Collected data entries
= = = = =

//! Single-slot selection store.

use std::sync::Arc;

use arc_swap::ArcSwapOption;
use serde::{Deserialize, Serialize};

/// Lightweight pointer to a Pokemon resource held elsewhere.
///
/// Neither field is validated.
#[derive(Debug, Clone, PartialEq, Eq, Serialize, Deserialize)]
pub struct PokemonRef {
    pub name: String,
    pub url: String,
}

impl PokemonRef {
    pub fn new(name: impl Into<String>, url: impl Into<String>) -> Self {
        Self {
            name: name.into(),
            url: url.into(),
        }
    }
}

/// Holds the currently selected Pokemon, if any.
///
/// Clones share the same slot.
#[derive(Debug, Clone, Default)]
pub struct SelectionStore {
    slot: Arc<ArcSwapOption<PokemonRef>>,
}

impl SelectionStore {
    /// Create a store with nothing selected.
    pub fn new() -> Self {
        Self::default()
    }

    /// Replace the selection.
    pub fn set_selected(&self, pokemon: PokemonRef) {
        tracing::debug!(name = %pokemon.name, url = %pokemon.url, "Selection updated");
        self.slot.store(Some(Arc::new(pokemon)));
        crate::observability::metrics::record_selection_update();
    }

    /// Snapshot of the current selection.
    ///
    /// The returned value is not affected by later calls to `set_selected`.
    pub fn selected(&self) -> Option<Arc<PokemonRef>> {
        self.slot.load_full()
    }
}
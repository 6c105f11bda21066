//! Observability subsystem.
//!
//! # Data Flow
//! ```text
//! All subsystems produce:
//!     → logging.rs (structured log events via `tracing`)
//!     → metrics.rs (navigation and selection counters)
//!
//! Consumers:
//!     → stdout (fmt layer)
//!     → Metrics endpoint (Prometheus scrape, optional)
//! ```
//!
//! # Design Decisions
//! - Structured fields rather than formatted strings
//! - Request ID (x-request-id) attached to every HTTP span
//! - Metrics recording is a no-op until an exporter is installed

pub mod logging;
pub mod metrics;
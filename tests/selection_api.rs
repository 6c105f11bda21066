//! Selection store JSON API.

use axum::http::{Method, StatusCode};
use pokedex_shell::PokemonRef;

mod common;

const BULBASAUR: &str =
    r#"{"name":"bulbasaur","url":"https://pokeapi.co/api/v2/pokemon/1/"}"#;

#[tokio::test]
async fn test_empty_before_any_selection() {
    let (app, _) = common::app();
    let (status, body) = common::get(&app, "/api/selection").await;
    assert_eq!(status, StatusCode::NO_CONTENT);
    assert!(body.is_empty());
}

#[tokio::test]
async fn test_put_then_get() {
    let (app, store) = common::app();

    let (status, _, _) =
        common::send(&app, Method::PUT, "/api/selection", Some(BULBASAUR)).await;
    assert_eq!(status, StatusCode::NO_CONTENT);

    let expected = PokemonRef::new("bulbasaur", "https://pokeapi.co/api/v2/pokemon/1/");
    assert_eq!(store.selected().as_deref(), Some(&expected));

    let (status, body) = common::get(&app, "/api/selection").await;
    assert_eq!(status, StatusCode::OK);
    let returned: PokemonRef = serde_json::from_str(&body).unwrap();
    assert_eq!(returned, expected);
}

#[tokio::test]
async fn test_repeated_put_keeps_value() {
    let (app, store) = common::app();
    for _ in 0..2 {
        common::send(&app, Method::PUT, "/api/selection", Some(BULBASAUR)).await;
    }
    assert_eq!(store.selected().unwrap().name, "bulbasaur");
}

#[tokio::test]
async fn test_malformed_body_leaves_selection_untouched() {
    let (app, store) = common::app();

    let (status, _, _) =
        common::send(&app, Method::PUT, "/api/selection", Some(r#"{"name":"x"}"#)).await;
    assert!(status.is_client_error());
    assert!(store.selected().is_none());
}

= = = = =

AIM OF THE EXERCISE ->
Each line above with the word "ArcSwapOption" needs to be copied.

RESPONSE AREA ->
use arc_swap::ArcSwapOption;
    slot: Arc<ArcSwapOption<PokemonRef>>,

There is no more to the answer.